====== Supplied information

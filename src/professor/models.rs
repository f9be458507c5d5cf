use chrono::{DateTime, Utc};
use serde::{Deserialize, Serialize};
use sqlx::FromRow;

/// Database model for the professores table
#[derive(Debug, Clone, PartialEq, FromRow, Serialize, Deserialize)]
pub struct ProfessorModel {
    pub professor_id: i32,
    pub user_id: i32, // unique, one professor profile per user
    pub full_name: String,
    pub vinculo: Option<String>,
    pub departamento: Option<String>,
    pub created_at: DateTime<Utc>,
    pub updated_at: DateTime<Utc>,
}
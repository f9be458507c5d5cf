use std::sync::Arc;
use tracing::{info, instrument};

use super::{
    models::OngModel,
    repository::OngRepository,
    types::{OngCreate, OngUpdate},
};
use crate::auth::CurrentUser;
use crate::shared::{require_email, require_non_blank, AppError, Pagination};

/// Service for NGOs. An ONG has no owning user, so only admins may change them.
pub struct OngService {
    repository: Arc<dyn OngRepository + Send + Sync>,
}

impl OngService {
    pub fn new(repository: Arc<dyn OngRepository + Send + Sync>) -> Self {
        Self { repository }
    }

    #[instrument(skip(self, current, request), fields(ngo_name = %request.ngo_name))]
    pub async fn create_ong(
        &self,
        current: &CurrentUser,
        request: OngCreate,
    ) -> Result<OngModel, AppError> {
        current.ensure_admin("create ONGs")?;
        require_non_blank("ngo_name", &request.ngo_name)?;
        if let Some(email) = &request.email {
            require_email(email)?;
        }

        let ong = self.repository.create_ong(&request).await?;
        info!(ngo_id = ong.ngo_id, "ONG created");
        Ok(ong)
    }

    pub async fn list_ongs(&self, pagination: Pagination) -> Result<Vec<OngModel>, AppError> {
        self.repository.list_ongs(pagination.validate()?).await
    }

    pub async fn get_ong(&self, ngo_id: i32) -> Result<OngModel, AppError> {
        self.repository
            .get_ong(ngo_id)
            .await?
            .ok_or_else(|| AppError::NotFound("ONG not found".to_string()))
    }

    #[instrument(skip(self, current, update))]
    pub async fn update_ong(
        &self,
        current: &CurrentUser,
        ngo_id: i32,
        update: OngUpdate,
    ) -> Result<OngModel, AppError> {
        current.ensure_admin("update ONGs")?;
        if let Some(ngo_name) = update.ngo_name.as_set() {
            require_non_blank("ngo_name", ngo_name)?;
        }
        if let Some(Some(email)) = update.email.as_set() {
            require_email(email)?;
        }

        let ong = self.repository.update_ong(ngo_id, update).await?;
        info!(ngo_id, "ONG updated");
        Ok(ong)
    }

    #[instrument(skip(self, current))]
    pub async fn delete_ong(&self, current: &CurrentUser, ngo_id: i32) -> Result<(), AppError> {
        current.ensure_admin("delete ONGs")?;
        self.repository.delete_ong(ngo_id).await?;
        info!(ngo_id, "ONG deleted");
        Ok(())
    }
}
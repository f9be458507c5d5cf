use async_trait::async_trait;
use chrono::Utc;
use sqlx::PgPool;
use tracing::{debug, instrument, warn};

use super::{
    models::ProfessorModel,
    types::{ProfessorCreate, ProfessorUpdate},
};
use crate::db::{constraint_error, database_error, memory::MemoryDatabase, UpdateBuilder};
use crate::shared::{AppError, Pagination};

const DUPLICATE_PROFILE: &str = "User already has a professor profile";

/// Trait for professor repository operations
#[async_trait]
pub trait ProfessorRepository {
    async fn create_professor(&self, professor: &ProfessorCreate)
        -> Result<ProfessorModel, AppError>;
    async fn get_professor(&self, professor_id: i32) -> Result<Option<ProfessorModel>, AppError>;
    async fn get_professor_by_user(&self, user_id: i32)
        -> Result<Option<ProfessorModel>, AppError>;
    async fn list_professores(&self, pagination: Pagination)
        -> Result<Vec<ProfessorModel>, AppError>;
    async fn update_professor(
        &self,
        professor_id: i32,
        update: ProfessorUpdate,
    ) -> Result<ProfessorModel, AppError>;
    /// Disciplinas taught by the professor keep existing without one
    async fn delete_professor(&self, professor_id: i32) -> Result<(), AppError>;
}

/// In-memory implementation of ProfessorRepository for development and testing
pub struct InMemoryProfessorRepository {
    db: MemoryDatabase,
}

impl InMemoryProfessorRepository {
    pub fn new(db: MemoryDatabase) -> Self {
        Self { db }
    }
}

#[async_trait]
impl ProfessorRepository for InMemoryProfessorRepository {
    #[instrument(skip(self, professor), fields(user_id = professor.user_id))]
    async fn create_professor(
        &self,
        professor: &ProfessorCreate,
    ) -> Result<ProfessorModel, AppError> {
        let mut tables = self.db.lock()?;

        if !tables.users.contains(professor.user_id) {
            return Err(AppError::NotFound("User not found".to_string()));
        }
        if tables.professores.any(|p| p.user_id == professor.user_id) {
            warn!("Professor profile already exists in memory");
            return Err(AppError::Conflict(DUPLICATE_PROFILE.to_string()));
        }

        let professor_id = tables.professores.next_id();
        let now = Utc::now();
        let created = tables.professores.insert(
            professor_id,
            ProfessorModel {
                professor_id,
                user_id: professor.user_id,
                full_name: professor.full_name.clone(),
                vinculo: professor.vinculo.clone(),
                departamento: professor.departamento.clone(),
                created_at: now,
                updated_at: now,
            },
        );

        debug!(professor_id, "Professor created in memory");
        Ok(created)
    }

    #[instrument(skip(self))]
    async fn get_professor(&self, professor_id: i32) -> Result<Option<ProfessorModel>, AppError> {
        Ok(self.db.lock()?.professores.get(professor_id))
    }

    #[instrument(skip(self))]
    async fn get_professor_by_user(
        &self,
        user_id: i32,
    ) -> Result<Option<ProfessorModel>, AppError> {
        Ok(self.db.lock()?.professores.find(|p| p.user_id == user_id))
    }

    #[instrument(skip(self))]
    async fn list_professores(
        &self,
        pagination: Pagination,
    ) -> Result<Vec<ProfessorModel>, AppError> {
        Ok(self.db.lock()?.professores.page(&pagination))
    }

    #[instrument(skip(self, update))]
    async fn update_professor(
        &self,
        professor_id: i32,
        update: ProfessorUpdate,
    ) -> Result<ProfessorModel, AppError> {
        let mut tables = self.db.lock()?;
        let professor = tables.professores.get_mut(professor_id).ok_or_else(|| {
            warn!(professor_id, "Professor not found for update in memory");
            AppError::NotFound("Professor not found".to_string())
        })?;

        update.full_name.apply_to(&mut professor.full_name);
        update.vinculo.apply_to(&mut professor.vinculo);
        update.departamento.apply_to(&mut professor.departamento);
        professor.updated_at = Utc::now();

        Ok(professor.clone())
    }

    #[instrument(skip(self))]
    async fn delete_professor(&self, professor_id: i32) -> Result<(), AppError> {
        if !self.db.lock()?.delete_professor(professor_id) {
            warn!(professor_id, "Professor not found for deletion in memory");
            return Err(AppError::NotFound("Professor not found".to_string()));
        }
        Ok(())
    }
}

/// PostgreSQL implementation of professor repository
pub struct PostgresProfessorRepository {
    pool: PgPool,
}

impl PostgresProfessorRepository {
    pub fn new(pool: PgPool) -> Self {
        Self { pool }
    }
}

#[async_trait]
impl ProfessorRepository for PostgresProfessorRepository {
    #[instrument(skip(self, professor), fields(user_id = professor.user_id))]
    async fn create_professor(
        &self,
        professor: &ProfessorCreate,
    ) -> Result<ProfessorModel, AppError> {
        let created = sqlx::query_as::<_, ProfessorModel>(
            "INSERT INTO professores (user_id, full_name, vinculo, departamento) \
             VALUES ($1, $2, $3, $4) RETURNING *",
        )
        .bind(professor.user_id)
        .bind(&professor.full_name)
        .bind(&professor.vinculo)
        .bind(&professor.departamento)
        .fetch_one(&self.pool)
        .await
        .map_err(|e| constraint_error(e, DUPLICATE_PROFILE, "User not found"))?;

        debug!(professor_id = created.professor_id, "Professor created in database");
        Ok(created)
    }

    #[instrument(skip(self))]
    async fn get_professor(&self, professor_id: i32) -> Result<Option<ProfessorModel>, AppError> {
        sqlx::query_as::<_, ProfessorModel>("SELECT * FROM professores WHERE professor_id = $1")
            .bind(professor_id)
            .fetch_optional(&self.pool)
            .await
            .map_err(|e| database_error(e, "Failed to fetch professor"))
    }

    #[instrument(skip(self))]
    async fn get_professor_by_user(
        &self,
        user_id: i32,
    ) -> Result<Option<ProfessorModel>, AppError> {
        sqlx::query_as::<_, ProfessorModel>("SELECT * FROM professores WHERE user_id = $1")
            .bind(user_id)
            .fetch_optional(&self.pool)
            .await
            .map_err(|e| database_error(e, "Failed to fetch professor by user"))
    }

    #[instrument(skip(self))]
    async fn list_professores(
        &self,
        pagination: Pagination,
    ) -> Result<Vec<ProfessorModel>, AppError> {
        sqlx::query_as::<_, ProfessorModel>(
            "SELECT * FROM professores ORDER BY professor_id OFFSET $1 LIMIT $2",
        )
        .bind(pagination.skip)
        .bind(pagination.limit)
        .fetch_all(&self.pool)
        .await
        .map_err(|e| database_error(e, "Failed to list professores"))
    }

    #[instrument(skip(self, update))]
    async fn update_professor(
        &self,
        professor_id: i32,
        update: ProfessorUpdate,
    ) -> Result<ProfessorModel, AppError> {
        let mut builder = UpdateBuilder::new("professores");
        builder
            .set("full_name", update.full_name)
            .set("vinculo", update.vinculo)
            .set("departamento", update.departamento);
        let mut query = builder.finish("professor_id", professor_id);

        query
            .build_query_as::<ProfessorModel>()
            .fetch_optional(&self.pool)
            .await
            .map_err(|e| database_error(e, "Failed to update professor"))?
            .ok_or_else(|| AppError::NotFound("Professor not found".to_string()))
    }

    #[instrument(skip(self))]
    async fn delete_professor(&self, professor_id: i32) -> Result<(), AppError> {
        let result = sqlx::query("DELETE FROM professores WHERE professor_id = $1")
            .bind(professor_id)
            .execute(&self.pool)
            .await
            .map_err(|e| database_error(e, "Failed to delete professor"))?;

        if result.rows_affected() == 0 {
            warn!(professor_id, "Professor not found for deletion");
            return Err(AppError::NotFound("Professor not found".to_string()));
        }
        Ok(())
    }
}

============

▶ **Your assignment**:
Please give only the number of lines in the listing that hold the word "tracing".

▶ **Expected output**:
2